The affinity-purified native DnaBi1 intein was further purified by a gel filtration 16/60 Superdex 75 column (GE HealthCare). The fractions containing intein were pooled and concentrated to 13 mg/mL in a buffer composed of 20 mM Tris, pH 8.0, 200 mM NaCl, 1 mM DTT. Initial crystallization conditions were established by screening the Hampton Research crystallization screen I, II, and index HT, using the hanging-drop vapor diffusion method. Upon optimization, large crystals were grown at room temperature in hanging drops, by mixing 1 μL of DnaBi1 and 1 μL of reservoir solution containing 20% (v/v) 2-methyl-2,4-pentanediol (MPD), 0.1 M sodium acetate, pH 4.6, 0.2 M sodium chloride (NaCl). The crystals of DnaBi1 belong to space group P21, with unit cell parameters of a = 64.05 Å, b = 56.91 Å, c = 64.73 Å, β = 106.6° and three molecules per asymmetric unit cell. The Se-Met DnaBi1 was crystallized in a similar condition with a modified reservoir solution composed of 0.1 M sodium acetate, pH 4.6, 32% MPD, 0.2 M NaCl, 3% glycerol, 1% PEG4000.

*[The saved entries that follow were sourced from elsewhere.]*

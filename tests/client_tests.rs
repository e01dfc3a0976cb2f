//! Tests for name resolution across scopes and access levels.

use paddock::cgroup::{CgroupDriver, Hierarchy, CTRL_FREEZER};
use paddock::{AccessLevel, ClientSession, Config, Daemon, ErrorKind, HostPath};
use std::sync::Arc;
use tempfile::TempDir;

fn test_daemon(tmp: &TempDir) -> Arc<Daemon> {
    let mut config = Config::default();
    config.keyvalue.root = tmp.path().join("kvs");
    config.container.tmp_dir = tmp.path().join("work");
    let driver = CgroupDriver::with_hierarchies(vec![Hierarchy {
        kind: "freezer",
        controllers: CTRL_FREEZER,
        mount: HostPath::new(tmp.path().join("freezer")),
    }]);
    let daemon = Daemon::with_driver(config, driver).unwrap();
    daemon.bootstrap().unwrap();
    daemon
}

/// A session that pretends to run inside the given container.
fn session_in(daemon: &Arc<Daemon>, name: &str) -> ClientSession {
    let mut session = ClientSession::system();
    session.client_ct = Some(daemon.tree.find(name).unwrap());
    session
}

#[test]
fn test_resolution_without_scope() {
    let tmp = TempDir::new().unwrap();
    let daemon = test_daemon(&tmp);
    let client = ClientSession::system();
    daemon.create(&client, "a").unwrap();

    let session = session_in(&daemon, "/");
    assert_eq!(session.resolve_name("/").unwrap(), "/");
    assert_eq!(session.resolve_name("a").unwrap(), "a");
    assert_eq!(session.resolve_name("self").unwrap(), "/");
    assert_eq!(session.compose_name("a").unwrap(), "a");
}

#[test]
fn test_resolution_inside_scope() {
    let tmp = TempDir::new().unwrap();
    let daemon = test_daemon(&tmp);
    let client = ClientSession::system();
    daemon.create(&client, "app").unwrap();
    daemon
        .set_property(&client, "app", "scope", "app/")
        .unwrap();
    daemon.create(&client, "app/db").unwrap();

    let session = session_in(&daemon, "app");

    // relative names live below the scope
    assert_eq!(session.resolve_name("db").unwrap(), "app/db");
    assert_eq!(session.resolve_name("self").unwrap(), "app");
    assert_eq!(session.resolve_name("self/db").unwrap(), "app/db");
    assert_eq!(session.resolve_name(".").unwrap(), "/");
    assert_eq!(session.resolve_name("/").unwrap(), "/");

    // absolute names must stay inside the scope
    assert_eq!(session.resolve_name("/paddock/app/db").unwrap(), "app/db");
    let err = session.resolve_name("/paddock/other").unwrap_err();
    assert_eq!(err.kind(), ErrorKind::Permission);

    // composing goes the other way
    assert_eq!(session.compose_name("app/db").unwrap(), "db");
    assert_eq!(session.compose_name("/").unwrap(), "/");
    let err = session.compose_name("other").unwrap_err();
    assert_eq!(err.kind(), ErrorKind::Permission);
}

#[test]
fn test_scope_validation() {
    let tmp = TempDir::new().unwrap();
    let daemon = test_daemon(&tmp);
    let client = ClientSession::system();
    daemon.create(&client, "a").unwrap();

    let err = daemon
        .set_property(&client, "a", "scope", "no-trailing-slash")
        .unwrap_err();
    assert_eq!(err.kind(), ErrorKind::InvalidValue);
    daemon.set_property(&client, "a", "scope", "a/").unwrap();
}

#[test]
fn test_nested_scopes_accumulate() {
    let tmp = TempDir::new().unwrap();
    let daemon = test_daemon(&tmp);
    let client = ClientSession::system();
    daemon.create(&client, "outer").unwrap();
    daemon
        .set_property(&client, "outer", "scope", "outer/")
        .unwrap();
    daemon.create(&client, "outer/inner").unwrap();
    daemon
        .set_property(&client, "outer/inner", "scope", "inner/")
        .unwrap();
    daemon.create(&client, "outer/inner/leaf").unwrap();

    let session = session_in(&daemon, "outer/inner");
    assert_eq!(session.resolve_name("leaf").unwrap(), "outer/inner/leaf");
    assert_eq!(session.compose_name("outer/inner/leaf").unwrap(), "leaf");
}

#[test]
fn test_access_level_parse() {
    assert_eq!(AccessLevel::parse("none").unwrap(), AccessLevel::None);
    assert_eq!(AccessLevel::parse("false").unwrap(), AccessLevel::None);
    assert_eq!(
        AccessLevel::parse("read-only").unwrap(),
        AccessLevel::ReadOnly
    );
    assert_eq!(
        AccessLevel::parse("child-only").unwrap(),
        AccessLevel::ChildOnly
    );
    assert_eq!(AccessLevel::parse("true").unwrap(), AccessLevel::Normal);
    assert!(AccessLevel::parse("sudo").is_err());
}

#[test]
fn test_read_only_session_cannot_write() {
    let tmp = TempDir::new().unwrap();
    let daemon = test_daemon(&tmp);
    let client = ClientSession::system();
    daemon.create(&client, "a").unwrap();

    let mut session = session_in(&daemon, "/");
    session.access_level = AccessLevel::ReadOnly;

    let err = daemon
        .set_property(&session, "a", "command", "/bin/true")
        .unwrap_err();
    assert_eq!(err.kind(), ErrorKind::Permission);

    // reads still work
    daemon.get_property(&session, "a", "state").unwrap();
}

#[test]
fn test_list_composes_into_scope() {
    let tmp = TempDir::new().unwrap();
    let daemon = test_daemon(&tmp);
    let client = ClientSession::system();
    daemon.create(&client, "app").unwrap();
    daemon
        .set_property(&client, "app", "scope", "app/")
        .unwrap();
    daemon.create(&client, "app/db").unwrap();
    daemon.create(&client, "other").unwrap();

    let session = session_in(&daemon, "app");
    let listed = daemon.list(&session);
    assert!(listed.contains(&"db".to_string()));
    assert!(!listed.iter().any(|n| n.contains("other")));
}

Prior to data collection, all crystals were transferred to a cryo-protectant solution containing crystallization buffer with an MPD concentration of 30%. The crystals were flash-cooled directly in liquid nitrogen. Diffraction data for the DnaBi1 crystals were collected at 100 K at the beamline 14-1 of the Stanford Synchrotron Radiation Lightsource (SSRL). Native and Se-Met data were collected at 1.18076 and 0.97919 Å, respectively. Data were processed, scaled, and reduced using the programs HKL2000 (ref. 56) and Phenix suite57.

The structure of the DnaBi1 intein was determined using single anomalous dispersion phasing method with the Phenix program suite57. The model of a DnaBi1 monomer was completed by manually fitting the electron density map with the DnaBi1 sequence using the program TURBO FRODO58 and Coot59. The other two molecules were generated through non-crystallographic symmetry. The structure refinement was carried out using the Phenix program suite57 with a final Rwork of 20.3% and a Rfree of 23.6% (Table 1). In the final structure, 97.6%, 2.4%, and 0% of residues fall into favored, allowed, and disallowed regions in Ramachandran plot.

Modeling of intramolecular disulfide-bonded structures

Disulfide bond formation between Cys48 and Cys118 was modeled in all four intein conformations captured in the crystal structure, two of which are identical except for an alternate orientation of Cys118. The CHARMM program60, version c35b3, was used for modeling with the CHARMM26 additive force field for proteins61. All non-hydrogen atoms in protein residues other than nearest neighbor residues for the cysteines (i.e. residues 47–49 or 117–119) were constrained by a harmonic constraint with a force constant of 1 kcal/mol/Å2. All non-bonded interactions were included by using a cutoff of 999.0 Å, and all bonds to hydrogen atoms were constrained using the SHAKE algorithm62. A distance restraint was imposed between the sidechain sulfur atoms (SG) of Cys48 and Cys118 with a force constant of 1000 kcal/mol/Å2. The minimum of this restraint was changed from 13 to 3 Å in 0.5 Å decrements, with an optimization at each minimum consisting of 1000 steps of Langevin dynamics at 300 K with a friction coefficient on all non-hydrogen atoms of 60 ps−1, followed by Steepest Descent (SD) minimization63 of 5000 steps with an energy tolerance of 0.001 kcal/mol. A patch to form the disulfide bond was applied to the final minimized structure, and the structure was optimized further using 5000 SD minimization steps, 1000 Langevin dynamics steps, and another 5000 SD minimization steps to obtain the predicted intramolecular disulfide-linked structure.

DnaBi1 model validity assessment

The disulfide-linked model was assessed using PROSA-Web64, MolProbity65, and Verify3D66. Its PROSA-Web Z-score is −4.86, its MolProbity score is 2.43 (roughly compares to X-ray resolution), and Verify3D indicates that 93% of its residues have averaged 3D-1D scores ≥0.2 (80% are required for a “pass” score). Additional details from the MolProbity analysis are shown in Supplementary Table 4.

Statistical analysis

Values with error bars represents the mean ± standard deviation.